Fragmented, Clara ended up in the psych ward—where she undergoes delusions every day that she is still trapped in an office, her drab coworker is her cheating husband’s doppelgänger, and the Overseer is a stand-in for the very system of overwork that led her to have the breakdown (and the dissolution of her marriage) in the first place.
In later chapters, we would also meet other sides of Clara’s personality that infiltrate the office setting in her delusions: a young girl with a notebook and a boy with snake tattoos. These would be just thematic representations of her younger days: the girl she wanted to be (the writer) and the boy she wanted to be with (her first love). That’s why in her delusions she has tattoos of all kinds as if she has been marked.

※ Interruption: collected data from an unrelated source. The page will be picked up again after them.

impl<V> HashTable<V> {
    /// Creates a new hash table with exactly `capacity` slots.
    ///
    /// Fails with [`Error::InvalidCapacity`] when `capacity` is zero.
    ///
    /// # Examples
    ///
    /// ```rust
    /// # use slot_table::Error;
    /// # use slot_table::hash_table::HashTable;
    /// #
    /// let table: HashTable<String> = HashTable::with_capacity(100)?;
    /// assert_eq!(table.capacity(), 100);
    ///
    /// assert_eq!(
    ///     HashTable::<String>::with_capacity(0).unwrap_err(),
    ///     Error::InvalidCapacity { capacity: 0 }
    /// );
    /// # Ok::<(), Error>(())
    /// ```
    pub fn with_capacity(capacity: usize) -> Result<Self> {
        if capacity < 1 {
            return Err(Error::InvalidCapacity { capacity });
        }

        Ok(Self {
            slots: empty_slots(capacity),
            populated: 0,
            tombstones: 0,
        })
    }

    /// Returns the number of slots in the table.
    ///
    /// This is fixed at construction and is also the maximum number of
    /// entries the table can hold.
    pub fn capacity(&self) -> usize {
        self.slots.len()
    }

    /// Returns the number of live entries in the table.
    pub fn len(&self) -> usize {
        self.populated
    }

    /// Returns `true` if the table contains no live entries.
    pub fn is_empty(&self) -> bool {
        self.populated == 0
    }

    /// Returns the sequence of slot indices probed for `hash`.
    ///
    /// # Examples
    ///
    /// ```rust
    /// # use slot_table::hash_table::HashTable;
    /// #
    /// let table: HashTable<u64> = HashTable::with_capacity(4)?;
    /// let order: Vec<usize> = table.probe_sequence(6).collect();
    /// assert_eq!(order, [2, 3, 0, 1]);
    /// # Ok::<(), slot_table::Error>(())
    /// ```
    pub fn probe_sequence(&self, hash: u64) -> ProbeSequence {
        ProbeSequence::new(hash, self.slots.len())
    }

    fn probe(&self, hash: u64, eq: impl Fn(&V) -> bool) -> Probe {
        let mut first_free = None;

        for index in self.probe_sequence(hash) {
            match &self.slots[index] {
                Slot::Empty => return Probe::Vacant(first_free.unwrap_or(index)),
                Slot::Tombstone => {
                    if first_free.is_none() {
                        first_free = Some(index);
                    }
                }
                Slot::Occupied { hash: stored, value } => {
                    if *stored == hash && eq(value) {
                        return Probe::Found(index);
                    }
                }
            }
        }

        match first_free {
            Some(index) => Probe::Vacant(index),
            None => Probe::Full,
        }
    }

    /// Finds a value in the table by hash and equality predicate.
    ///
    /// # Examples
    ///
    /// ```rust
    /// # use core::hash::Hash;
    /// # use core::hash::Hasher;
    /// #
    /// # use siphasher::sip::SipHasher;
    /// # use slot_table::hash_table::HashTable;
    /// #
    /// # fn hash_str(s: &str) -> u64 {
    /// #     let mut hasher = SipHasher::new();
    /// #     s.hash(&mut hasher);
    /// #     hasher.finish()
    /// # }
    /// #
    /// let mut table = HashTable::with_capacity(10)?;
    /// table
    ///     .entry(hash_str("key"), |s: &String| s == "key")?
    ///     .or_insert("key".to_string());
    ///
    /// assert_eq!(
    ///     table.find(hash_str("key"), |s| s == "key"),
    ///     Some(&"key".to_string())
    /// );
    /// assert_eq!(table.find(hash_str("missing"), |s| s == "missing"), None);
    /// # Ok::<(), slot_table::Error>(())
    /// ```
    pub fn find(&self, hash: u64, eq: impl Fn(&V) -> bool) -> Option<&V> {
        match self.probe(hash, eq) {
            Probe::Found(index) => Some(self.slots[index].occupant()),
            Probe::Vacant(_) | Probe::Full => None,
        }
    }

    /// Finds a value in the table by hash and equality predicate, returning a
    /// mutable reference.
    pub fn find_mut(&mut self, hash: u64, eq: impl Fn(&V) -> bool) -> Option<&mut V> {
        match self.probe(hash, eq) {
            Probe::Found(index) => Some(self.slots[index].occupant_mut()),
            Probe::Vacant(_) | Probe::Full => None,
        }
    }

    /// Removes a value from the table by hash and equality predicate.
    ///
    /// The vacated slot becomes a tombstone so probe walks for other values
    /// passing through it are not cut short.
    pub fn remove(&mut self, hash: u64, eq: impl Fn(&V) -> bool) -> Option<V> {
        match self.probe(hash, eq) {
            Probe::Found(index) => Some(OccupiedEntry { table: self, index }.remove()),
            Probe::Vacant(_) | Probe::Full => None,
        }
    }

    /// Gets an entry for in-place manipulation of a value.
    ///
    /// Returns [`Entry::Occupied`] if a value matching `eq` is present, and
    /// [`Entry::Vacant`] pointing at the slot a new value would take
    /// otherwise. The vacant slot is the first tombstone on the probe walk if
    /// there is one, else the empty slot that ended the walk.
    ///
    /// Fails with [`Error::TableFull`] when the value is absent and every slot
    /// is live.
    ///
    /// # Examples
    ///
    /// ```rust
    /// # use slot_table::Error;
    /// # use slot_table::hash_table::Entry;
    /// # use slot_table::hash_table::HashTable;
    /// #
    /// let mut table = HashTable::with_capacity(1)?;
    /// table.entry(7, |&v: &u64| v == 7)?.or_insert(7);
    ///
    /// assert!(matches!(table.entry(7, |&v| v == 7)?, Entry::Occupied(_)));
    /// assert_eq!(
    ///     table.entry(8, |&v| v == 8).err(),
    ///     Some(Error::TableFull { capacity: 1 })
    /// );
    /// # Ok::<(), Error>(())
    /// ```
    pub fn entry(&mut self, hash: u64, eq: impl Fn(&V) -> bool) -> Result<Entry<'_, V>> {
        match self.probe(hash, eq) {
            Probe::Found(index) => Ok(Entry::Occupied(OccupiedEntry { table: self, index })),
            Probe::Vacant(index) => Ok(Entry::Vacant(VacantEntry {
                table: self,
                index,
                hash,
            })),
            Probe::Full => Err(Error::TableFull {
                capacity: self.capacity(),
            }),
        }
    }

    /// Returns an iterator over all live values in the table.
    ///
    /// Values are yielded in slot order, which is unrelated to insertion
    /// order.
    pub fn iter(&self) -> Iter<'_, V> {
        Iter {
            slots: self.slots.iter(),
            remaining: self.populated,
        }
    }

    /// Returns statistics about slot usage and clustering.
    #[cfg(any(test, feature = "stats"))]
    pub fn debug_stats(&self) -> DebugStats {
        let capacity = self.slots.len();
        let empty = capacity - self.populated - self.tombstones;

        let longest_run = match self.slots.iter().position(|s| matches!(s, Slot::Empty)) {
            None => capacity,
            Some(first_empty) => {
                let mut longest = 0;
                let mut run = 0;
                for step in 1..=capacity {
                    let index = (first_empty + step) % capacity;
                    if matches!(self.slots[index], Slot::Empty) {
                        run = 0;
                    } else {
                        run += 1;
                        longest = longest.max(run);
                    }
                }
                longest
            }
        };

        let max_displacement = self
            .slots
            .iter()
            .enumerate()
            .filter_map(|(index, slot)| match slot {
                Slot::Occupied { hash, .. } => {
                    let start = (*hash % capacity as u64) as usize;
                    Some((index + capacity - start) % capacity)
                }
                _ => None,
            })
            .max()
            .unwrap_or(0);

        DebugStats {
            populated: self.populated,
            tombstones: self.tombstones,
            empty,
            capacity,
            load_factor: self.populated as f64 / capacity as f64,
            longest_run,
            max_displacement,
        }
    }
}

And the greater purpose of the asylum? We learn it’s a place they send people when they are Too Much for This World: too intense, too passionate, too caught up in the gleam of greater lives. In this way, there would be thematic purpose there too as we see how Success—as it’s deemed in real life—can take a big toll on a person’s psyche just as much as things like poverty and the like could.

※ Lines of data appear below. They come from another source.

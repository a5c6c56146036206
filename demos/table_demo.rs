use std::process::ExitCode;

use clap::Parser;
use slot_table::Error;
use slot_table::SlotTable;

/// Builds a slot table from `key=value` pairs, then removes and looks up keys.
#[derive(Parser, Debug)]
struct Args {
    /// Number of slots. Defaults to ten per pair.
    #[arg(short = 'c', long = "capacity")]
    capacity: Option<usize>,

    /// Keys to remove after the pairs are inserted.
    #[arg(short = 'r', long = "remove")]
    remove: Vec<String>,

    /// Keys to look up once removals are done.
    #[arg(short = 'l', long = "lookup")]
    lookup: Vec<String>,

    /// Pairs to insert, in order, written as `key=value`.
    #[arg(value_parser = parse_pair)]
    pairs: Vec<(String, String)>,
}

fn parse_pair(raw: &str) -> Result<(String, String), String> {
    raw.split_once('=')
        .map(|(k, v)| (k.to_string(), v.to_string()))
        .ok_or_else(|| format!("expected key=value, got {raw:?}"))
}

fn run(args: Args) -> Result<(), Error> {
    let mut table = SlotTable::from_mapping(args.pairs, args.capacity)?;

    println!("Built {:?}", table);
    println!("Length {} of {} slots", table.len(), table.capacity());

    for key in &args.remove {
        match table.remove(key.as_str()) {
            Ok(value) => println!("Removed {key:?} (was {value:?})"),
            Err(err) => println!("Could not remove {key:?}: {err}"),
        }
    }

    for key in &args.lookup {
        match table.lookup(key.as_str()) {
            Ok(value) => println!("{key:?} -> {value:?}"),
            Err(err) => println!("{key:?}: {err}"),
        }
    }

    println!("Final {}", table);
    table.debug_stats().print();
    Ok(())
}

fn main() -> ExitCode {
    match run(Args::parse()) {
        Ok(()) => ExitCode::SUCCESS,
        Err(err) => {
            eprintln!("error: {err}");
            ExitCode::FAILURE
        }
    }
}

The culmination? In one last effort for agency, Clara breaks out of the asylum to get away from the experimentation. She has essentially become a Dark Empath who can now sense the feelings of others, and she wanders with her delusions beside her as she looks up at the sky building with storm clouds.

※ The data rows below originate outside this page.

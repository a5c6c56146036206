use alloc::vec::Vec;
use core::borrow::Borrow;
use core::fmt::Debug;
use core::fmt::Display;
use core::hash::BuildHasher;
use core::hash::Hash;
use core::iter::FusedIterator;

use hashbrown::HashSet;

use crate::DefaultHashBuilder;
use crate::error::Error;
use crate::error::Result;
use crate::hash_table::Entry as TableEntry;
use crate::hash_table::HashTable;

/// Capacity used by [`SlotTable::from_mapping`] when none is given, as a
/// multiple of the number of entries.
pub const DEFAULT_CAPACITY_FACTOR: usize = 10;

/// A fixed-capacity key-value table backed by the linear-probing
/// [`HashTable`].
///
/// `SlotTable<K, V, S>` stores key-value pairs where keys implement
/// `Hash + Eq` and are hashed by a configurable hasher builder `S`. Keys are
/// unique: inserting an existing key replaces its value in place.
///
/// The number of slots is fixed when the table is built. When every slot is
/// live, inserting a new key fails with [`Error::TableFull`] and the caller is
/// expected to rebuild into a larger table.
///
/// Two tables compare equal when they hold the same pairs, whatever their
/// capacities or slot layouts.
#[derive(Clone)]
pub struct SlotTable<K, V, S = DefaultHashBuilder> {
    table: HashTable<(K, V)>,
    hash_builder: S,
}

/// Renders the pairs as `{key: value, ...}` in table order.
impl<K, V, S> Display for SlotTable<K, V, S>
where
    K: Debug,
    V: Debug,
{
    fn fmt(&self, f: &mut core::fmt::Formatter<'_>) -> core::fmt::Result {
        f.debug_map().entries(self.iter()).finish()
    }
}

/// Renders the table as the constructor call that would rebuild it:
/// `SlotTable::from_mapping({key: value, ...})`.
impl<K, V, S> Debug for SlotTable<K, V, S>
where
    K: Debug,
    V: Debug,
{
    fn fmt(&self, f: &mut core::fmt::Formatter<'_>) -> core::fmt::Result {
        f.write_str("SlotTable::from_mapping(")?;
        Display::fmt(self, f)?;
        f.write_str(")")
    }
}

impl<K, V, S> PartialEq for SlotTable<K, V, S>
where
    K: Hash + Eq,
    V: PartialEq,
    S: BuildHasher,
{
    fn eq(&self, other: &Self) -> bool {
        if core::ptr::eq(self, other) {
            return true;
        }
        if self.len() != other.len() {
            return false;
        }
        self.iter().all(|(key, value)| other.get(key) == Some(value))
    }
}

impl<K, V, S> Eq for SlotTable<K, V, S>
where
    K: Hash + Eq,
    V: Eq,
    S: BuildHasher,
{
}

impl<K, V, S> SlotTable<K, V, S> {
    /// Returns the number of pairs in the table.
    ///
    /// # Examples
    ///
    /// ```rust
    /// # use slot_table::SlotTable;
    /// #
    /// let mut table = SlotTable::with_capacity(10)?;
    /// assert_eq!(table.len(), 0);
    /// table.insert(1, "a")?;
    /// assert_eq!(table.len(), 1);
    /// # Ok::<(), slot_table::Error>(())
    /// ```
    pub fn len(&self) -> usize {
        self.table.len()
    }

    /// Returns `true` if the table contains no pairs.
    pub fn is_empty(&self) -> bool {
        self.table.is_empty()
    }

    /// Returns the number of slots, fixed at construction.
    pub fn capacity(&self) -> usize {
        self.table.capacity()
    }

    /// Returns a reference to the table's hasher builder.
    pub fn hasher(&self) -> &S {
        &self.hash_builder
    }

    /// Returns an iterator over the key-value pairs of the table.
    ///
    /// The iterator yields `(&K, &V)` pairs in an arbitrary order.
    pub fn iter(&self) -> Iter<'_, K, V> {
        Iter {
            inner: self.table.iter(),
        }
    }

    /// Returns slot usage statistics of the underlying table.
    #[cfg(any(test, feature = "stats"))]
    pub fn debug_stats(&self) -> crate::hash_table::DebugStats {
        self.table.debug_stats()
    }
}

impl<K, V, S> SlotTable<K, V, S>
where
    K: Hash + Eq,
    S: BuildHasher,
{
    /// Creates a table with exactly `capacity` slots and the given hasher
    /// builder.
    ///
    /// Fails with [`Error::InvalidCapacity`] when `capacity` is zero.
    ///
    /// # Examples
    ///
    /// ```rust
    /// # use core::hash::BuildHasherDefault;
    /// # use siphasher::sip::SipHasher;
    /// #
    /// # use slot_table::SlotTable;
    /// #
    /// let table: SlotTable<i32, String, _> =
    ///     SlotTable::with_capacity_and_hasher(100, BuildHasherDefault::<SipHasher>::default())?;
    /// assert_eq!(table.capacity(), 100);
    /// # Ok::<(), slot_table::Error>(())
    /// ```
    pub fn with_capacity_and_hasher(capacity: usize, hash_builder: S) -> Result<Self> {
        Ok(Self {
            table: HashTable::with_capacity(capacity)?,
            hash_builder,
        })
    }

    /// Builds a table from a mapping, inserting pairs in iteration order.
    ///
    /// Without an explicit `capacity` the table gets
    /// [`DEFAULT_CAPACITY_FACTOR`] slots per entry, so an empty mapping with
    /// no capacity fails with [`Error::InvalidCapacity`]. A later pair with a
    /// key equal to an earlier one replaces it.
    pub fn from_mapping_with_hasher<I>(
        mapping: I,
        capacity: Option<usize>,
        hash_builder: S,
    ) -> Result<Self>
    where
        I: IntoIterator<Item = (K, V)>,
        I::IntoIter: ExactSizeIterator,
    {
        let pairs = mapping.into_iter();
        let capacity =
            capacity.unwrap_or_else(|| pairs.len().saturating_mul(DEFAULT_CAPACITY_FACTOR));

        let mut table = Self::with_capacity_and_hasher(capacity, hash_builder)?;
        for (key, value) in pairs {
            table.insert(key, value)?;
        }
        Ok(table)
    }

    /// Inserts a key-value pair into the table.
    ///
    /// Returns `Ok(None)` if the key was absent and `Ok(Some(old))` if it was
    /// present, in which case its value is replaced in place and the length
    /// is unchanged. Fails with [`Error::TableFull`] if the key is absent and
    /// every slot is live.
    ///
    /// # Examples
    ///
    /// ```rust
    /// # use slot_table::SlotTable;
    /// #
    /// let mut table = SlotTable::with_capacity(1)?;
    /// assert_eq!(table.insert(37, "a")?, None);
    /// assert_eq!(table.insert(37, "b")?, Some("a"));
    /// assert!(table.insert(38, "c").is_err());
    /// # Ok::<(), slot_table::Error>(())
    /// ```
    pub fn insert(&mut self, key: K, value: V) -> Result<Option<V>> {
        let hash = self.hash_builder.hash_one(&key);
        match self.table.entry(hash, |(k, _)| k == &key)? {
            TableEntry::Occupied(mut entry) => {
                let old_value = core::mem::replace(&mut entry.get_mut().1, value);
                Ok(Some(old_value))
            }
            TableEntry::Vacant(entry) => {
                entry.insert((key, value));
                Ok(None)
            }
        }
    }

    /// Returns a reference to the value corresponding to the key.
    pub fn get<Q>(&self, key: &Q) -> Option<&V>
    where
        K: Borrow<Q>,
        Q: Hash + Eq + ?Sized,
    {
        let hash = self.hash_builder.hash_one(key);
        self.table
            .find(hash, |(k, _)| k.borrow() == key)
            .map(|(_, v)| v)
    }

    /// Returns a mutable reference to the value corresponding to the key.
    pub fn get_mut<Q>(&mut self, key: &Q) -> Option<&mut V>
    where
        K: Borrow<Q>,
        Q: Hash + Eq + ?Sized,
    {
        let hash = self.hash_builder.hash_one(key);
        self.table
            .find_mut(hash, |(k, _)| k.borrow() == key)
            .map(|(_, v)| v)
    }

    /// Returns the value corresponding to the key, failing with
    /// [`Error::KeyNotFound`] if it is absent.
    ///
    /// # Examples
    ///
    /// ```rust
    /// # use slot_table::Error;
    /// # use slot_table::SlotTable;
    /// #
    /// let mut table = SlotTable::with_capacity(10)?;
    /// table.insert("hola".to_string(), "hello")?;
    ///
    /// assert_eq!(table.lookup("hola")?, &"hello");
    /// assert_eq!(table.lookup("missing"), Err(Error::KeyNotFound));
    /// # Ok::<(), Error>(())
    /// ```
    pub fn lookup<Q>(&self, key: &Q) -> Result<&V>
    where
        K: Borrow<Q>,
        Q: Hash + Eq + ?Sized,
    {
        self.get(key).ok_or(Error::KeyNotFound)
    }

    /// Returns the value corresponding to the key, or `default` if the key is
    /// absent.
    pub fn get_or<'a, Q>(&'a self, key: &Q, default: &'a V) -> &'a V
    where
        K: Borrow<Q>,
        Q: Hash + Eq + ?Sized,
    {
        self.get(key).unwrap_or(default)
    }

    /// Returns `true` if the table contains a value for the key.
    pub fn contains_key<Q>(&self, key: &Q) -> bool
    where
        K: Borrow<Q>,
        Q: Hash + Eq + ?Sized,
    {
        self.get(key).is_some()
    }

    /// Removes a key from the table, returning its value.
    ///
    /// Fails with [`Error::KeyNotFound`] if the key is absent.
    ///
    /// # Examples
    ///
    /// ```rust
    /// # use slot_table::Error;
    /// # use slot_table::SlotTable;
    /// #
    /// let mut table = SlotTable::with_capacity(10)?;
    /// table.insert(1, "a")?;
    /// assert_eq!(table.remove(&1), Ok("a"));
    /// assert_eq!(table.remove(&1), Err(Error::KeyNotFound));
    /// # Ok::<(), Error>(())
    /// ```
    pub fn remove<Q>(&mut self, key: &Q) -> Result<V>
    where
        K: Borrow<Q>,
        Q: Hash + Eq + ?Sized,
    {
        self.remove_entry(key).map(|(_, v)| v)
    }

    /// Removes a key from the table, returning the stored key and value.
    pub fn remove_entry<Q>(&mut self, key: &Q) -> Result<(K, V)>
    where
        K: Borrow<Q>,
        Q: Hash + Eq + ?Sized,
    {
        let hash = self.hash_builder.hash_one(key);
        self.table
            .remove(hash, |(k, _)| k.borrow() == key)
            .ok_or(Error::KeyNotFound)
    }

    /// Returns a snapshot of the keys.
    ///
    /// The set is a fresh copy built with a clone of this table's hasher
    /// builder; later changes to either side do not affect the other.
    pub fn keys(&self) -> HashSet<K, S>
    where
        K: Clone,
        S: Clone,
    {
        let mut keys = HashSet::with_capacity_and_hasher(self.len(), self.hash_builder.clone());
        keys.extend(self.iter().map(|(k, _)| k.clone()));
        keys
    }

    /// Returns a snapshot of the values.
    ///
    /// Values need not be unique, so this is a list in table order rather
    /// than a set.
    pub fn values(&self) -> Vec<V>
    where
        V: Clone,
    {
        self.iter().map(|(_, v)| v.clone()).collect()
    }

    /// Returns a snapshot of the key-value pairs.
    pub fn pairs(&self) -> HashSet<(K, V), S>
    where
        K: Clone,
        V: Clone + Hash + Eq,
        S: Clone,
    {
        let mut pairs = HashSet::with_capacity_and_hasher(self.len(), self.hash_builder.clone());
        pairs.extend(self.iter().map(|(k, v)| (k.clone(), v.clone())));
        pairs
    }
}

#[cfg(any(feature = "foldhash", feature = "std"))]
impl<K, V> SlotTable<K, V, DefaultHashBuilder>
where
    K: Hash + Eq,
{
    /// Creates a table with exactly `capacity` slots using the default hasher
    /// builder.
    ///
    /// # Examples
    ///
    /// ```rust
    /// # use slot_table::Error;
    /// # use slot_table::SlotTable;
    /// #
    /// let table: SlotTable<i32, String> = SlotTable::with_capacity(100)?;
    /// assert_eq!(table.capacity(), 100);
    /// assert!(table.is_empty());
    ///
    /// assert_eq!(
    ///     SlotTable::<i32, String>::with_capacity(0).err(),
    ///     Some(Error::InvalidCapacity { capacity: 0 })
    /// );
    /// # Ok::<(), Error>(())
    /// ```
    pub fn with_capacity(capacity: usize) -> Result<Self> {
        Self::with_capacity_and_hasher(capacity, DefaultHashBuilder::default())
    }

    /// Builds a table from a mapping using the default hasher builder.
    ///
    /// See [`from_mapping_with_hasher`](Self::from_mapping_with_hasher).
    ///
    /// # Examples
    ///
    /// ```rust
    /// # use std::collections::BTreeMap;
    /// #
    /// # use slot_table::SlotTable;
    /// #
    /// let mapping = BTreeMap::from([("a", 1), ("b", 2), ("c", 3)]);
    ///
    /// let table = SlotTable::from_mapping(mapping.clone(), None)?;
    /// assert_eq!(table.capacity(), 30);
    ///
    /// let roomy = SlotTable::from_mapping(mapping, Some(100))?;
    /// assert_eq!(roomy.capacity(), 100);
    /// assert_eq!(table, roomy);
    /// # Ok::<(), slot_table::Error>(())
    /// ```
    pub fn from_mapping<I>(mapping: I, capacity: Option<usize>) -> Result<Self>
    where
        I: IntoIterator<Item = (K, V)>,
        I::IntoIter: ExactSizeIterator,
    {
        Self::from_mapping_with_hasher(mapping, capacity, DefaultHashBuilder::default())
    }
}

/// An iterator over the key-value pairs of a [`SlotTable`].
pub struct Iter<'a, K, V> {
    inner: crate::hash_table::Iter<'a, (K, V)>,
}

impl<'a, K, V> Iterator for Iter<'a, K, V> {
    type Item = (&'a K, &'a V);

    fn next(&mut self) -> Option<Self::Item> {
        self.inner.next().map(|(k, v)| (k, v))
    }

    fn size_hint(&self) -> (usize, Option<usize>) {
        self.inner.size_hint()
    }
}

impl<K, V> ExactSizeIterator for Iter<'_, K, V> {}

impl<K, V> FusedIterator for Iter<'_, K, V> {}

impl<'a, K, V, S> IntoIterator for &'a SlotTable<K, V, S> {
    type Item = (&'a K, &'a V);
    type IntoIter = Iter<'a, K, V>;

    fn into_iter(self) -> Self::IntoIter {
        self.iter()
    }
}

Then, in the distance, she sees her ex-husband—in reality—with his new wife on his arm.
She falls to her knees.
It begins to rain.
Nearby, an old telephone booth rings with a call.
But no one picks up.
What did you think? It probably seems more at home in a short story, doesn’t it? But if it were fleshed out, it could be an interesting novella to tackle at the very least (I imagine).
Fragmented Me—coming to a bookshelf near you?
That sounds interesting - I would certainly read it.